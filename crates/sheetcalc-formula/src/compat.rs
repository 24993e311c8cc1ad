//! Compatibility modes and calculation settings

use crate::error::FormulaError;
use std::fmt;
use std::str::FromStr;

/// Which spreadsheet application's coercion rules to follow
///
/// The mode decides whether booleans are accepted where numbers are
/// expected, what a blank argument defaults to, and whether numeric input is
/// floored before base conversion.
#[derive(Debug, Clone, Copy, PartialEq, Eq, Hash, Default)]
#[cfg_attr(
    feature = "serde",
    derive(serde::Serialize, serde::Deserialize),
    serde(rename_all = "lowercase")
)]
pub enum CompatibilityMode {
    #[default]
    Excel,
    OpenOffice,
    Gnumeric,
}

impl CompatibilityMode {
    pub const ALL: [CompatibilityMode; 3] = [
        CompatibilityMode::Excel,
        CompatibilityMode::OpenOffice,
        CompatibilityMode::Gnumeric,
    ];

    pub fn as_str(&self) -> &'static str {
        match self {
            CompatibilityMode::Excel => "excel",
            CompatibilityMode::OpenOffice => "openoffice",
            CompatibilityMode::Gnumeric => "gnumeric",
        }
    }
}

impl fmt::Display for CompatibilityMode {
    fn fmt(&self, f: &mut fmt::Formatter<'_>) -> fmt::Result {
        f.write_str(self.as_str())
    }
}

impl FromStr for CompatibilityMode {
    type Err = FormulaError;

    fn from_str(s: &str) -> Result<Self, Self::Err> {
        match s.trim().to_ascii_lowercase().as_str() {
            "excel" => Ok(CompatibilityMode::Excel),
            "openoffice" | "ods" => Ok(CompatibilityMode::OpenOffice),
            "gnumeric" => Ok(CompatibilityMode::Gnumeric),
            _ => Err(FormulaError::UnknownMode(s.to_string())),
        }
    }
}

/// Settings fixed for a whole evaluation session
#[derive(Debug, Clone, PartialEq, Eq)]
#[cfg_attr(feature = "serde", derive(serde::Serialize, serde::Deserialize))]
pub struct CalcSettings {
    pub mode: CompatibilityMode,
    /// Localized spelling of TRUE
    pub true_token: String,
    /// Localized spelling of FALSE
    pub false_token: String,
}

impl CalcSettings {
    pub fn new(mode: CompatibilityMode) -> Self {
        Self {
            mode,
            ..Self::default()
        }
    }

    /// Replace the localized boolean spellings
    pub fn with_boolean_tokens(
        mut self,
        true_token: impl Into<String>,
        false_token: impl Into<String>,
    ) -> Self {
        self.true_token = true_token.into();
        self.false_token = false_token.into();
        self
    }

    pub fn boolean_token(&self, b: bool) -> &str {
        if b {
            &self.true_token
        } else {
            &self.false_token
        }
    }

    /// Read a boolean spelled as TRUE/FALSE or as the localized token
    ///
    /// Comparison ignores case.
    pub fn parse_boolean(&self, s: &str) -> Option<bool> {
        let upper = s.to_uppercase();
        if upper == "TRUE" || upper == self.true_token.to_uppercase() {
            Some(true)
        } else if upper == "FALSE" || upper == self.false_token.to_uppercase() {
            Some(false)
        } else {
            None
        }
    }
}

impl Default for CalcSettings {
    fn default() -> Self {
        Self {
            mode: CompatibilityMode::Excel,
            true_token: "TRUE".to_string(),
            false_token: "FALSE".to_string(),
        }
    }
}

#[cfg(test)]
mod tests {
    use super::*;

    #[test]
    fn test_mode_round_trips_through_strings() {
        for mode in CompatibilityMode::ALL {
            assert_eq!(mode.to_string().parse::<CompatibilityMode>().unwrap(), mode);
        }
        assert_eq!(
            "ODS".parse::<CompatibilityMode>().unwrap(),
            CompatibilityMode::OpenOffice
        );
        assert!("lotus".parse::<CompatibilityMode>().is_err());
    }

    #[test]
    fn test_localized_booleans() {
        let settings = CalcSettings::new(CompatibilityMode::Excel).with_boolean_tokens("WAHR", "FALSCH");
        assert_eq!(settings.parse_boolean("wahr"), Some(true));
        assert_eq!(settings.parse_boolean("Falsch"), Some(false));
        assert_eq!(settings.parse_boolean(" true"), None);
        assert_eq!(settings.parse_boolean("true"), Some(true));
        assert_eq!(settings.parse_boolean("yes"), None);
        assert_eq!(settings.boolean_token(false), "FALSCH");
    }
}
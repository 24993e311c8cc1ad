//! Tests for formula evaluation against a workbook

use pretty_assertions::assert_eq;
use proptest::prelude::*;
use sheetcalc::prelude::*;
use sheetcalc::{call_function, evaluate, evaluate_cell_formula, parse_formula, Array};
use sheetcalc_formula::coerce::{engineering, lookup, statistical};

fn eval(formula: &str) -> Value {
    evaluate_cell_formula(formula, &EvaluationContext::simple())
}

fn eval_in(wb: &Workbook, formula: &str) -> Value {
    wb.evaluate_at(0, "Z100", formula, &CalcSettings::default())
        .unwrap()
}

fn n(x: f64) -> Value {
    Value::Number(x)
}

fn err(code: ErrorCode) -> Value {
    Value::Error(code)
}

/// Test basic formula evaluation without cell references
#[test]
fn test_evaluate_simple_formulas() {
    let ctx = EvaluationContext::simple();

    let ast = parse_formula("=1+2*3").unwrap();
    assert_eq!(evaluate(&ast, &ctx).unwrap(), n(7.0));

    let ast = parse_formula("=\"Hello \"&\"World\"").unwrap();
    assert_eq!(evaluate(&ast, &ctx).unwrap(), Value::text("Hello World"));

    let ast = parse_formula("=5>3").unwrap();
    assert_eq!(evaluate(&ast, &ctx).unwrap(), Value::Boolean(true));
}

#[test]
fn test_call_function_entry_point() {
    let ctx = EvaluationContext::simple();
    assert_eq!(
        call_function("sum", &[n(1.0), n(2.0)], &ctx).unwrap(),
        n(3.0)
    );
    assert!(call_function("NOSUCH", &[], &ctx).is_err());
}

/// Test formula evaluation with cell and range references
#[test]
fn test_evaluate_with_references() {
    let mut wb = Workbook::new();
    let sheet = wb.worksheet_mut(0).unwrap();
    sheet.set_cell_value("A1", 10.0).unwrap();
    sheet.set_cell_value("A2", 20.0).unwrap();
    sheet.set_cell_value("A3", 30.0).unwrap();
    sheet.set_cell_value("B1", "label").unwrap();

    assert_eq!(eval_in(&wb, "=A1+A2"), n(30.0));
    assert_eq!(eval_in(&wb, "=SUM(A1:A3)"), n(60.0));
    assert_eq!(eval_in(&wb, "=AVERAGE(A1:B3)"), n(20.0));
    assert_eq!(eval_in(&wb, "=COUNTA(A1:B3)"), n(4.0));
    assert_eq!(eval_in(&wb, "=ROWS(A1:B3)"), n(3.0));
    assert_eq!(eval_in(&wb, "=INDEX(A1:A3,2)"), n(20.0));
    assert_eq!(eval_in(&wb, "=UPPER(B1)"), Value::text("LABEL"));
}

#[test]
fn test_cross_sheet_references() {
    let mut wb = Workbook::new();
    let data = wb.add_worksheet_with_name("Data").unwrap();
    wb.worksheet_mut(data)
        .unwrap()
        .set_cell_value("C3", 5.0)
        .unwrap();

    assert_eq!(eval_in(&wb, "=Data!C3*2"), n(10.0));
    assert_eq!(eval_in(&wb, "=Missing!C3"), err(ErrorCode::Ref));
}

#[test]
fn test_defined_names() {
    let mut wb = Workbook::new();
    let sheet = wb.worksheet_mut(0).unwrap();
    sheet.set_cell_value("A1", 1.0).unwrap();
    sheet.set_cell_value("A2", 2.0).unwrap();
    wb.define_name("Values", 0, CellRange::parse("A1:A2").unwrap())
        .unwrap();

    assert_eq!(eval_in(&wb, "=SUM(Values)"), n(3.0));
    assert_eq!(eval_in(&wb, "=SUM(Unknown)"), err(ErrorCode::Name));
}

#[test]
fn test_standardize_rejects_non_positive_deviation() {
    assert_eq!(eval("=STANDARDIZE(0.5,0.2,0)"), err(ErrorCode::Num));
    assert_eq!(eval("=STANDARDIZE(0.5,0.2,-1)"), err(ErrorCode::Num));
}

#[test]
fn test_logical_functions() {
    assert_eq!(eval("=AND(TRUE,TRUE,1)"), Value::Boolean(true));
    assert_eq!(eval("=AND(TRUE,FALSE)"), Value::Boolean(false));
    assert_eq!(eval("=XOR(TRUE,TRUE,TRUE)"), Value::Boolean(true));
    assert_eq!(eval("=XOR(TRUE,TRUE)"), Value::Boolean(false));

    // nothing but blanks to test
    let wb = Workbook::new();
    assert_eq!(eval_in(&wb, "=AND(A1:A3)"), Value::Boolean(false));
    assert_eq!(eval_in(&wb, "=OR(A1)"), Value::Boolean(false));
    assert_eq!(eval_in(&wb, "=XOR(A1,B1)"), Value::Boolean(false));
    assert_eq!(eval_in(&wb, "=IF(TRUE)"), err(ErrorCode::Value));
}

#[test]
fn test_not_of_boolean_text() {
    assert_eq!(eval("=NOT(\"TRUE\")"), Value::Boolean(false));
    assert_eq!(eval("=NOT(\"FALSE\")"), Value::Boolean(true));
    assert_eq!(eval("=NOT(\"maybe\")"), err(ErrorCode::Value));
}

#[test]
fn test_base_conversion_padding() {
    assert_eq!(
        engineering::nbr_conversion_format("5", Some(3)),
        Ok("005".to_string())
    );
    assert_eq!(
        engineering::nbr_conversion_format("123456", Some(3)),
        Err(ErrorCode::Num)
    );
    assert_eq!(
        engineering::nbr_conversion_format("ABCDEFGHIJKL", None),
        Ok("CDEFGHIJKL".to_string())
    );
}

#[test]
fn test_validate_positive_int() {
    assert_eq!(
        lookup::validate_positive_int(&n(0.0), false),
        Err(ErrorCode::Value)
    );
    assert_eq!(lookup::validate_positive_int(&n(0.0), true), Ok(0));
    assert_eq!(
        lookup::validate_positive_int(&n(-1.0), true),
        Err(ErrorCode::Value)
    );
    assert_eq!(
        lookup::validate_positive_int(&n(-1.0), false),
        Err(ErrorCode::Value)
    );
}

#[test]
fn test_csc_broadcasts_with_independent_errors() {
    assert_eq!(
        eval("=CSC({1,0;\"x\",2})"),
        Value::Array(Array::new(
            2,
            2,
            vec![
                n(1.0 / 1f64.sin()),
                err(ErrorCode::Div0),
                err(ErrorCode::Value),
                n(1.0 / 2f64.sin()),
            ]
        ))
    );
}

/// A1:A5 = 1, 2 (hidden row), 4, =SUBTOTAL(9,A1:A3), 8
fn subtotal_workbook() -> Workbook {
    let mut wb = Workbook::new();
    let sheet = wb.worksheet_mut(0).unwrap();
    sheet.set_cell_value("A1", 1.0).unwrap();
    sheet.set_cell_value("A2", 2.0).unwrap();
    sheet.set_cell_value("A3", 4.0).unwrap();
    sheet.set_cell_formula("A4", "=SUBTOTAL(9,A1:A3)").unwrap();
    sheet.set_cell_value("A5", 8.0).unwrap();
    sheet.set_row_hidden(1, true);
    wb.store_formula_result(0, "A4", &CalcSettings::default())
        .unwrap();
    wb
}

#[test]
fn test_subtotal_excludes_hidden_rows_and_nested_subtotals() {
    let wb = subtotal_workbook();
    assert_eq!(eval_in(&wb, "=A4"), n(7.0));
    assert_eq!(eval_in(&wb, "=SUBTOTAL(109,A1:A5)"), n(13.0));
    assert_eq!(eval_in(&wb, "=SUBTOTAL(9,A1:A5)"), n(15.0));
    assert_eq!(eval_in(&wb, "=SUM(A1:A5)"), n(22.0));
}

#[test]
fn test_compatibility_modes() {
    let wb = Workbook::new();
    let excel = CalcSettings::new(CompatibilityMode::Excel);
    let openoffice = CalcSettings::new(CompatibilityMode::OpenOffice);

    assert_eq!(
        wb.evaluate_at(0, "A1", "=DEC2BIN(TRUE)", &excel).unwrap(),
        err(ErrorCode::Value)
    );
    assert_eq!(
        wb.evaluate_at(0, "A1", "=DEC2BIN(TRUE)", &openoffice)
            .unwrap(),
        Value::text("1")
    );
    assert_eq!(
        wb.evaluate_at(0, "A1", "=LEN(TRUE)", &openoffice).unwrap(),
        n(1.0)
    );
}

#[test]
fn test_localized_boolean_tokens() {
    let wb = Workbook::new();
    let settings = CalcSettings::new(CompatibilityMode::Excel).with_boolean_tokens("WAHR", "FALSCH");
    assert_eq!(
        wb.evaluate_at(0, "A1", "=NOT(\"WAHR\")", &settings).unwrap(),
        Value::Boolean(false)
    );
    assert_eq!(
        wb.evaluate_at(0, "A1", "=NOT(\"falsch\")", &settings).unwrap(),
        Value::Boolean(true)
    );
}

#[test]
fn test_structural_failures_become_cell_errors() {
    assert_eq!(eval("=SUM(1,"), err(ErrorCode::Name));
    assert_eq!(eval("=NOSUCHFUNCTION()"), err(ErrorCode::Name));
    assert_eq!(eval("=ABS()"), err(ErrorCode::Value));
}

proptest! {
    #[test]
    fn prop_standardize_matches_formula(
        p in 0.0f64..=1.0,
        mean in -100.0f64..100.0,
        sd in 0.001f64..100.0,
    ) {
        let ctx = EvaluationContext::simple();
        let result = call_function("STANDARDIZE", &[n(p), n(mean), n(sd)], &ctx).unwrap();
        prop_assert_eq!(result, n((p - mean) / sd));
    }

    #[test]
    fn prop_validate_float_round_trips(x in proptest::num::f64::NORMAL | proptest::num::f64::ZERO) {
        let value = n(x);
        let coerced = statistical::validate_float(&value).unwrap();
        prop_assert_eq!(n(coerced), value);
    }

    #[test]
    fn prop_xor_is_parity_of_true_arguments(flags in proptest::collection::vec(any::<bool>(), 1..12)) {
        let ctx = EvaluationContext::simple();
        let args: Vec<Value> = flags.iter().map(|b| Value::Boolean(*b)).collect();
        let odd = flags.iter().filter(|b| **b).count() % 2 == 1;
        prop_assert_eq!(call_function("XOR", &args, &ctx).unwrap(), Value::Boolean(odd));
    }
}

====

Work to complete:
In the listing above, which lines include the string "Deserialize"? Return every one of them.

Result for this task:
    derive(serde::Serialize, serde::Deserialize),
#[cfg_attr(feature = "serde", derive(serde::Serialize, serde::Deserialize))]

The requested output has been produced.